— Exercise details —
Using the listing below, set down each line from the line containing "reconciliation HTTP server." through the line containing "use tracing_subscriber::EnvFilter;", both ends included, exactly and with nothing added.

--- START ---

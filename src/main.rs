//! Bonus reconciliation HTTP server.
//!
//! Environment:
//! - `BONUS_RECON_CONFIG`: configuration directory (default `./config/bonus_2025`)
//! - `BONUS_RECON_ADDR`: listen address (default `0.0.0.0:3000`)
//! - `RUST_LOG`: log filter (default `info`)

use bonus_recon::api::{AppState, create_router};
use bonus_recon::config::ConfigLoader;
use tokio::signal;
use tracing_subscriber::EnvFilter;

const DEFAULT_CONFIG_DIR: &str = "./config/bonus_2025";
const DEFAULT_ADDR: &str = "0.0.0.0:3000";

async fn shutdown_signal() {
    let ctrl_c = async {
        if let Err(e) = signal::ctrl_c().await {
            tracing::error!(error = %e, "Failed to listen for Ctrl+C");
        }
    };

    #[cfg(unix)]
    let terminate = async {
        match signal::unix::signal(signal::unix::SignalKind::terminate()) {
            Ok(mut stream) => {
                stream.recv().await;
            }
            Err(e) => {
                tracing::error!(error = %e, "Failed to install SIGTERM handler");
                std::future::pending::<()>().await;
            }
        }
    };

    #[cfg(not(unix))]
    let terminate = std::future::pending::<()>();

    tokio::select! {
        _ = ctrl_c => {},
        _ = terminate => {},
    }

    tracing::info!("Shutdown signal received, starting graceful shutdown");
}

#[tokio::main]
async fn main() -> std::io::Result<()> {
    tracing_subscriber::fmt()
        .with_env_filter(EnvFilter::try_from_default_env().unwrap_or_else(|_| EnvFilter::new("info")))
        .init();

    let config_dir =
        std::env::var("BONUS_RECON_CONFIG").unwrap_or_else(|_| DEFAULT_CONFIG_DIR.to_string());
    let addr = std::env::var("BONUS_RECON_ADDR").unwrap_or_else(|_| DEFAULT_ADDR.to_string());

    let loader = ConfigLoader::load(&config_dir).map_err(|e| {
        tracing::error!(config_dir = %config_dir, error = %e, "Failed to load configuration");
        std::io::Error::other(format!("Configuration error: {}", e))
    })?;

    tracing::info!(
        version = env!("CARGO_PKG_VERSION"),
        policy = %loader.policy().name,
        config_dir = %config_dir,
        "Configuration loaded"
    );

    let listener = tokio::net::TcpListener::bind(&addr).await?;
    tracing::info!(addr = %addr, "Starting bonus-recon");

    axum::serve(listener, create_router(AppState::new(loader)))
        .with_graceful_shutdown(shutdown_signal())
        .await
}
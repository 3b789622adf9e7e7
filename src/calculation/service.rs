//! Length of service and minimum-tenure eligibility.

use chrono::{Datelike, NaiveDate};

use crate::config::BonusPolicy;
use crate::models::{CellValue, EmployeeCategory};

/// Whole months from `joined` to `reference`.
///
/// A month only counts once its day-of-month has been reached. Joining after
/// the reference date gives 0.
///
/// # Example
///
/// ```
/// use bonus_recon::calculation::months_of_service;
/// use chrono::NaiveDate;
///
/// let joined = NaiveDate::from_ymd_opt(2024, 11, 15).unwrap();
/// let reference = NaiveDate::from_ymd_opt(2025, 10, 30).unwrap();
/// assert_eq!(months_of_service(joined, reference), 11);
/// ```
pub fn months_of_service(joined: NaiveDate, reference: NaiveDate) -> u32 {
    let mut months = (reference.year() - joined.year()) * 12
        + (reference.month() as i32 - joined.month() as i32);
    if reference.day() < joined.day() {
        months -= 1;
    }
    months.max(0) as u32
}

/// Whether an employee qualifies for payout.
#[derive(Debug, Clone, PartialEq, Eq)]
pub struct Eligibility {
    /// The verdict.
    pub eligible: bool,
    /// Months of service, when the joining date was readable.
    pub months_of_service: Option<u32>,
    /// Explanation when the verdict is not a plain pass.
    pub note: Option<String>,
}

/// Assesses eligibility for one employee.
///
/// Only the policy's tenure-restricted category needs the minimum months of
/// service. An unreadable joining date leaves the employee eligible, with a
/// note saying so.
pub fn assess_eligibility(
    date_of_joining: &CellValue,
    category: Option<EmployeeCategory>,
    policy: &BonusPolicy,
) -> Eligibility {
    let months = date_of_joining
        .as_date()
        .map(|joined| months_of_service(joined, policy.reference_date));

    let restricted = category == Some(policy.tenure_restricted_category);

    match months {
        Some(m) if restricted && m < policy.minimum_tenure_months => Eligibility {
            eligible: false,
            months_of_service: Some(m),
            note: Some(format!(
                "{} months of service, below the {}-month minimum for {}",
                m, policy.minimum_tenure_months, policy.tenure_restricted_category
            )),
        },
        Some(m) => Eligibility {
            eligible: true,
            months_of_service: Some(m),
            note: None,
        },
        None => Eligibility {
            eligible: true,
            months_of_service: None,
            note: Some(if date_of_joining.is_blank() {
                "joining date missing; treated as eligible".to_string()
            } else {
                format!(
                    "joining date '{}' unreadable; treated as eligible",
                    date_of_joining.text()
                )
            }),
        },
    }
}
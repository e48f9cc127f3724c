use playground_engine::{BodyCatalog, PlaygroundCore};

#[test]
fn full_catalog_settles_into_view() {
    let catalog = BodyCatalog::builtin();

    for seed in [7u32, 23, 2024] {
        let mut world = PlaygroundCore::new();
        world.set_seed(seed);
        world.initialize(1200.0, 600.0).expect("initialize");

        // Everything starts above the visible area (no ceiling).
        assert!(world.sample().poses.iter().all(|p| p.y < 0.0));

        world.start();
        for _ in 0..450 {
            world.step(16.0); // ~7 simulated seconds
        }

        let snapshot = world.sample();
        assert_eq!(snapshot.poses.len(), 26);

        let mut in_view = 0;
        for pose in &snapshot.poses {
            assert!(pose.x.is_finite() && pose.y.is_finite() && pose.angle.is_finite());
            assert!(
                (0.0..=1200.0).contains(&pose.x),
                "seed {}: {} escaped horizontally: {}",
                seed,
                pose.id,
                pose.x
            );

            // Whatever the rest orientation, a body's centre sits at least
            // its smallest half extent above the floor surface.
            let index = catalog.index_of(&pose.id).expect("catalog id");
            let d = catalog.get(index).expect("descriptor");
            let min_half = d.width.min(d.height) / 2.0;
            assert!(
                pose.y <= 600.0 - min_half + 2.0,
                "seed {}: {} buried in the floor at y={}",
                seed,
                pose.id,
                pose.y
            );

            assert!(pose.y > -150.0, "seed {}: {} never dropped in: {}", seed, pose.id, pose.y);
            if pose.y > 0.0 {
                in_view += 1;
            }
        }
        // The pile can poke above the top edge, but the bulk lands in view.
        assert!(
            in_view * 10 >= snapshot.poses.len() * 8,
            "seed {}: {}/26 in view",
            seed,
            in_view
        );

        // Most of the pile is at rest by now: poses barely move over one tick.
        world.step(16.0);
        let after = world.sample();
        let settled = snapshot
            .poses
            .iter()
            .zip(&after.poses)
            .filter(|(a, b)| (a.y - b.y).abs() < 1.0)
            .count();
        assert!(settled * 4 >= 26 * 3, "seed {}: only {}/26 settled", seed, settled);
    }
}
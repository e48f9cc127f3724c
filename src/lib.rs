//! Playground Engine - rigid body sandbox behind the portfolio "gravity playground"
//!
//! Architecture:
//! - domain/     - Authored body descriptor catalog (cards, pills, icons, chips)
//! - systems/    - Rigid bodies, contact generation, impulse solver
//! - simulation/ - Orchestration only: world lifecycle, drag constraint, sampling
//!
//! The core is DOM-free; the hosting page talks to `Playground` (the wasm
//! facade) and positions its own elements from pose snapshots.

pub mod domain;
pub mod systems;
pub mod simulation;

// Compatibility re-exports (keeps internal/external paths short)
pub use systems::physics;
pub use systems::rigid_body;

pub use domain::content::{BodyCatalog, BodyDescriptor, BodyKind};
pub use simulation::{BodyPose, Playground, PlaygroundCore, PoseSnapshot};

use wasm_bindgen::prelude::*;

// Better error messages in debug mode
#[cfg(feature = "console_error_panic_hook")]
pub fn set_panic_hook() {
    console_error_panic_hook::set_once();
}

/// Initialize the engine
#[wasm_bindgen]
pub fn init() {
    #[cfg(feature = "console_error_panic_hook")]
    set_panic_hook();

    web_sys::console::log_1(&"playground-engine initialized".into());
}

/// Get engine version
#[wasm_bindgen]
pub fn version() -> String {
    env!("CARGO_PKG_VERSION").to_string()
}
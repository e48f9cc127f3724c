/// 2D Vector for physics calculations
#[derive(Clone, Copy, Debug, Default, PartialEq)]
pub struct Vec2 {
    pub x: f32,
    pub y: f32,
}

impl Vec2 {
    pub fn new(x: f32, y: f32) -> Self {
        Self { x, y }
    }

    pub fn zero() -> Self {
        Self { x: 0.0, y: 0.0 }
    }

    pub fn length(&self) -> f32 {
        (self.x * self.x + self.y * self.y).sqrt()
    }

    pub fn length_squared(&self) -> f32 {
        self.x * self.x + self.y * self.y
    }

    pub fn dot(&self, other: Vec2) -> f32 {
        self.x * other.x + self.y * other.y
    }

    /// 2D cross product (z component of the 3D cross).
    pub fn cross(&self, other: Vec2) -> f32 {
        self.x * other.y - self.y * other.x
    }

    /// Counter-clockwise perpendicular.
    pub fn perp(&self) -> Self {
        Self { x: -self.y, y: self.x }
    }

    pub fn rotate(&self, angle: f32) -> Self {
        let (sin, cos) = angle.sin_cos();
        Self {
            x: self.x * cos - self.y * sin,
            y: self.x * sin + self.y * cos,
        }
    }

    pub fn normalize(&self) -> Self {
        let len = self.length();
        if len > 0.0001 {
            Self { x: self.x / len, y: self.y / len }
        } else {
            Self::zero()
        }
    }
}

impl std::ops::Add for Vec2 {
    type Output = Self;
    fn add(self, rhs: Self) -> Self {
        Self { x: self.x + rhs.x, y: self.y + rhs.y }
    }
}

impl std::ops::Sub for Vec2 {
    type Output = Self;
    fn sub(self, rhs: Self) -> Self {
        Self { x: self.x - rhs.x, y: self.y - rhs.y }
    }
}

impl std::ops::Mul<f32> for Vec2 {
    type Output = Self;
    fn mul(self, rhs: f32) -> Self {
        Self { x: self.x * rhs, y: self.y * rhs }
    }
}

impl std::ops::Neg for Vec2 {
    type Output = Self;
    fn neg(self) -> Self {
        Self { x: -self.x, y: -self.y }
    }
}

--- END ---

— Written response —
//! Bonus reconciliation HTTP server.
//!
//! Environment:
//! - `BONUS_RECON_CONFIG`: configuration directory (default `./config/bonus_2025`)
//! - `BONUS_RECON_ADDR`: listen address (default `0.0.0.0:3000`)
//! - `RUST_LOG`: log filter (default `info`)

use bonus_recon::api::{AppState, create_router};
use bonus_recon::config::ConfigLoader;
use tokio::signal;
use tracing_subscriber::EnvFilter;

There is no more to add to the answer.